All of the Lights
When you’re driving, there are two signals that are clear-cut: green means “GO”, red indicates “STOP”. Then there’s that pesky yellow light. Some of us speed up, trying to hurry through the intersection. Some slow down, knowing that there’s a chance we might not make it. I’m an aggressive driver, always pushing the limits, switching lanes when the flow of traffic isn’t suiting my needs, even backing up down a one-way instead of going around the block. In love, I’m the same way, whatever it takes to make our way through the winding highways of the heart, mind and soul until…I come upon a yellow light.
I only know what to do with green and red; yellow confuses me, builds internal anxiety and makes my reaction time quite delayed. When I’m not sure on where I stand it’s hard for me to grip the clutch, get a handle on how to proceed and put my foot on the pedal. I’m not saying I expect to speed to every destination in love but yellow lights make me miss important information given by my GPS [heart and mind] because my focus is on whether or not it’s safe to advance with my intentions. Instead of moving forward with no fear of “reading into” actions I find myself playing chicken at a junction of “what ifs”.

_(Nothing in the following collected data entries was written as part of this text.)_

// SPDX-License-Identifier: BSD-3-Clause
// Copyright 2025. Triad National Security, LLC.

//! Bump allocator over a caller-supplied buffer, with recursive claiming of
//! object graphs.

use std::marker::PhantomData;
use std::mem;
use std::ptr::NonNull;
use std::slice;

use log::*;

use crate::{GgError, Kv, Map, Object, MAX_OBJECT_DEPTH};

/// Arena allocator backed by a fixed buffer.
///
/// Individual allocations cannot be freed; only the most recent allocation
/// may be resized, and the whole arena can be rewound to a saved
/// [`ArenaMark`]. Allocations are handed out as `&'m mut` slices tied to the
/// backing buffer's borrow, so anything built from arena memory shares the
/// backing buffer's fate.
///
/// Arenas are single-threaded by design; callers own their arenas.
pub struct Arena<'m> {
    mem: NonNull<u8>,
    capacity: u32,
    index: u32,
    _backing: PhantomData<&'m mut [u8]>,
}

/// A saved allocation index, for rewinding after a failed claim.
#[derive(Debug, Clone, Copy)]
pub struct ArenaMark(u32);

impl<'m> Arena<'m> {
    /// Create an arena over `backing`. Capacity is capped at `u32::MAX`
    /// bytes.
    pub fn new(backing: &'m mut [u8]) -> Self {
        let capacity = u32::try_from(backing.len()).unwrap_or(u32::MAX);
        // SAFETY: slice pointers are never null.
        let mem = unsafe { NonNull::new_unchecked(backing.as_mut_ptr()) };
        Arena {
            mem,
            capacity,
            index: 0,
            _backing: PhantomData,
        }
    }

    /// Current allocation index, in bytes.
    pub fn index(&self) -> u32 {
        self.index
    }

    /// Total capacity, in bytes.
    pub fn capacity(&self) -> u32 {
        self.capacity
    }

    /// Allocate `size` bytes at the given power-of-two alignment.
    ///
    /// Returns `None` if the arena cannot satisfy the request; the arena is
    /// unchanged in that case.
    pub fn alloc_raw(&mut self, size: usize, align: usize) -> Option<NonNull<u8>> {
        assert!(align.is_power_of_two(), "alignment must be a power of two");

        let align = u32::try_from(align).ok()?;
        let pad = (align - (self.index & (align - 1))) & (align - 1);

        if pad > self.capacity - self.index {
            debug!("insufficient arena memory for {pad} padding bytes");
            return None;
        }

        let idx = self.index + pad;

        if size > (self.capacity - idx) as usize {
            debug!("insufficient arena memory to alloc {size} bytes");
            return None;
        }

        self.index = idx + size as u32;

        // SAFETY: idx <= capacity, so the offset stays within (or one past)
        // the backing allocation.
        Some(unsafe { NonNull::new_unchecked(self.mem.as_ptr().add(idx as usize)) })
    }

    /// Allocate a byte slice.
    pub fn alloc_bytes(&mut self, len: usize) -> Option<&'m mut [u8]> {
        let ptr = self.alloc_raw(len, 1)?;
        // SAFETY: the region is inside the backing `&'m mut [u8]` (so the
        // bytes are initialized and live for 'm) and the bump index is
        // monotonic, so it is disjoint from every other allocation.
        Some(unsafe { slice::from_raw_parts_mut(ptr.as_ptr(), len) })
    }

    /// Allocate an array of `n` default-initialized `T`.
    pub fn alloc_array<T: Copy + Default>(&mut self, n: usize) -> Option<&'m mut [T]> {
        let size = n.checked_mul(mem::size_of::<T>())?;
        let ptr = self.alloc_raw(size, mem::align_of::<T>())?.cast::<T>();
        // SAFETY: the region is inside the backing buffer, aligned for T,
        // disjoint from all other allocations, and every slot is written
        // before the slice is formed.
        unsafe {
            for i in 0..n {
                ptr.as_ptr().add(i).write(T::default());
            }
            Some(slice::from_raw_parts_mut(ptr.as_ptr(), n))
        }
    }

    /// Allocate whatever is left in the arena as one byte slice.
    pub fn alloc_rest(&mut self) -> &'m mut [u8] {
        let remaining = (self.capacity - self.index) as usize;
        match self.alloc_bytes(remaining) {
            Some(buf) => buf,
            // No padding at alignment 1 and the size fits by construction.
            None => unreachable!("tail allocation cannot fail"),
        }
    }

    /// Resize the most recent allocation in place.
    ///
    /// `ptr` and `old_size` must describe the last allocation; anything else
    /// fails with `Invalid`. Growing past capacity fails with `Nomem`.
    pub fn resize_last(
        &mut self,
        ptr: *const u8,
        old_size: usize,
        new_size: usize,
    ) -> Result<(), GgError> {
        if !self.owns(ptr) {
            error!("resize of pointer not owned by this arena");
            return Err(GgError::Invalid);
        }

        let idx = (ptr as usize - self.mem.as_ptr() as usize) as u32;

        if idx > self.index || (self.index - idx) as usize != old_size {
            error!("resize pointer + old size does not match the last allocation");
            return Err(GgError::Invalid);
        }

        if new_size > (self.capacity - idx) as usize {
            debug!("insufficient arena memory to resize to {new_size}");
            return Err(GgError::Nomem);
        }

        self.index = idx + new_size as u32;
        Ok(())
    }

    /// Returns whether `ptr` points into this arena's backing memory.
    pub fn owns(&self, ptr: *const u8) -> bool {
        let mem = self.mem.as_ptr() as usize;
        let p = ptr as usize;
        p >= mem && p < mem + self.capacity as usize
    }

    /// Save the current allocation index.
    pub fn mark(&self) -> ArenaMark {
        ArenaMark(self.index)
    }

    /// Rewind the allocation index to a previously saved mark, recovering
    /// the memory of a partial claim.
    ///
    /// # Safety
    ///
    /// No reference into memory allocated after `mark` was taken may be used
    /// afterwards; the rewound region will be handed out again.
    pub unsafe fn reset_to(&mut self, mark: ArenaMark) {
        assert!(mark.0 <= self.index, "mark is ahead of the arena index");
        self.index = mark.0;
    }

    /// Copy `buf` into the arena unless it already lives there.
    pub fn claim_bytes<'b>(&mut self, buf: &'b [u8]) -> Result<&'m [u8], GgError> {
        if buf.is_empty() {
            return Ok(&[]);
        }

        if self.owns(buf.as_ptr()) {
            // SAFETY: the bytes are inside the backing buffer, which lives
            // for 'm.
            return Ok(unsafe { slice::from_raw_parts(buf.as_ptr(), buf.len()) });
        }

        let copy = self.alloc_bytes(buf.len()).ok_or(GgError::Nomem)?;
        copy.copy_from_slice(buf);
        Ok(&*copy)
    }

    /// Recursively copy an object graph's external references into the
    /// arena, so the returned graph is self-contained within it.
    ///
    /// A graph that is already entirely arena-owned is returned as-is, so
    /// claiming twice makes no further copies. On `Nomem` the arena may hold
    /// a partial copy; rewind to a mark taken beforehand to recover.
    pub fn claim_obj<'b>(&mut self, obj: Object<'b>) -> Result<Object<'m>, GgError> {
        self.claim_obj_depth(obj, MAX_OBJECT_DEPTH)
    }

    fn claim_obj_depth<'b>(
        &mut self,
        obj: Object<'b>,
        depth: usize,
    ) -> Result<Object<'m>, GgError> {
        match obj {
            Object::Null => Ok(Object::Null),
            Object::Bool(b) => Ok(Object::Bool(b)),
            Object::I64(v) => Ok(Object::I64(v)),
            Object::F64(v) => Ok(Object::F64(v)),
            Object::Buf(buf) => Ok(Object::Buf(self.claim_bytes(buf)?)),
            Object::List(items) => Ok(Object::List(self.claim_list(items, depth)?)),
            Object::Map(map) => Ok(Object::Map(Map {
                pairs: self.claim_pairs(map.pairs, depth)?,
            })),
        }
    }

    fn claim_list<'b>(
        &mut self,
        items: &'b [Object<'b>],
        depth: usize,
    ) -> Result<&'m [Object<'m>], GgError> {
        if depth == 0 {
            error!("object exceeds maximum nesting depth");
            return Err(GgError::Range);
        }

        if items.is_empty() {
            return Ok(&[]);
        }

        if self.owns(items.as_ptr().cast())
            && items.iter().all(|item| self.fully_owned(*item, depth - 1))
        {
            // SAFETY: the array and every reference reachable from it are
            // inside the backing buffer, which lives for 'm.
            return Ok(unsafe {
                slice::from_raw_parts(items.as_ptr().cast::<Object<'m>>(), items.len())
            });
        }

        let copy = self
            .alloc_array::<Object<'m>>(items.len())
            .ok_or(GgError::Nomem)?;
        for (slot, item) in copy.iter_mut().zip(items) {
            *slot = self.claim_obj_depth(*item, depth - 1)?;
        }
        Ok(&*copy)
    }

    fn claim_pairs<'b>(
        &mut self,
        pairs: &'b [Kv<'b>],
        depth: usize,
    ) -> Result<&'m [Kv<'m>], GgError> {
        if depth == 0 {
            error!("object exceeds maximum nesting depth");
            return Err(GgError::Range);
        }

        if pairs.is_empty() {
            return Ok(&[]);
        }

        if self.owns(pairs.as_ptr().cast())
            && pairs.iter().all(|kv| {
                (kv.key.is_empty() || self.owns(kv.key.as_ptr()))
                    && self.fully_owned(kv.val, depth - 1)
            })
        {
            // SAFETY: as in claim_list; the pair array and its contents are
            // all inside the backing buffer.
            return Ok(unsafe {
                slice::from_raw_parts(pairs.as_ptr().cast::<Kv<'m>>(), pairs.len())
            });
        }

        let copy = self.alloc_array::<Kv<'m>>(pairs.len()).ok_or(GgError::Nomem)?;
        for (slot, kv) in copy.iter_mut().zip(pairs) {
            slot.key = self.claim_bytes(kv.key)?;
            slot.val = self.claim_obj_depth(kv.val, depth - 1)?;
        }
        Ok(&*copy)
    }

    /// Whether every reference reachable from `obj` is arena-owned.
    ///
    /// A container with any external descendant is copied wholesale by the
    /// claim functions; this check is what makes re-claiming an already
    /// claimed graph a no-op.
    fn fully_owned(&self, obj: Object<'_>, depth: usize) -> bool {
        match obj {
            Object::Null | Object::Bool(_) | Object::I64(_) | Object::F64(_) => true,
            Object::Buf(buf) => buf.is_empty() || self.owns(buf.as_ptr()),
            Object::List(items) => {
                depth > 0
                    && (items.is_empty() || self.owns(items.as_ptr().cast()))
                    && items.iter().all(|item| self.fully_owned(*item, depth - 1))
            }
            Object::Map(map) => {
                depth > 0
                    && (map.pairs.is_empty() || self.owns(map.pairs.as_ptr().cast()))
                    && map.pairs.iter().all(|kv| {
                        (kv.key.is_empty() || self.owns(kv.key.as_ptr()))
                            && self.fully_owned(kv.val, depth - 1)
                    })
            }
        }
    }
}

The yellow light is unfair in that it doesn’t allow for me to show what I’m made of behind the wheel… or does it? I wonder if the plan is for me to boldly barrel through or come to a complete stop, look both ways and wait for further direction. Either way I can say that no one will ever know what I’m capable of on the road of true love until I have a clear signal. Call me cowardly, but not many people can say they want to leave their most tender affections tied to a railroad track at the mercy of a traffic signal.
All the “lights” of our lives dictate what we do and how we do it. I simply want the opportunity to cruise through with green lights a-go. I don’t have it all figured out but my heart’s at a standstill until I know what to make of All of the Lights.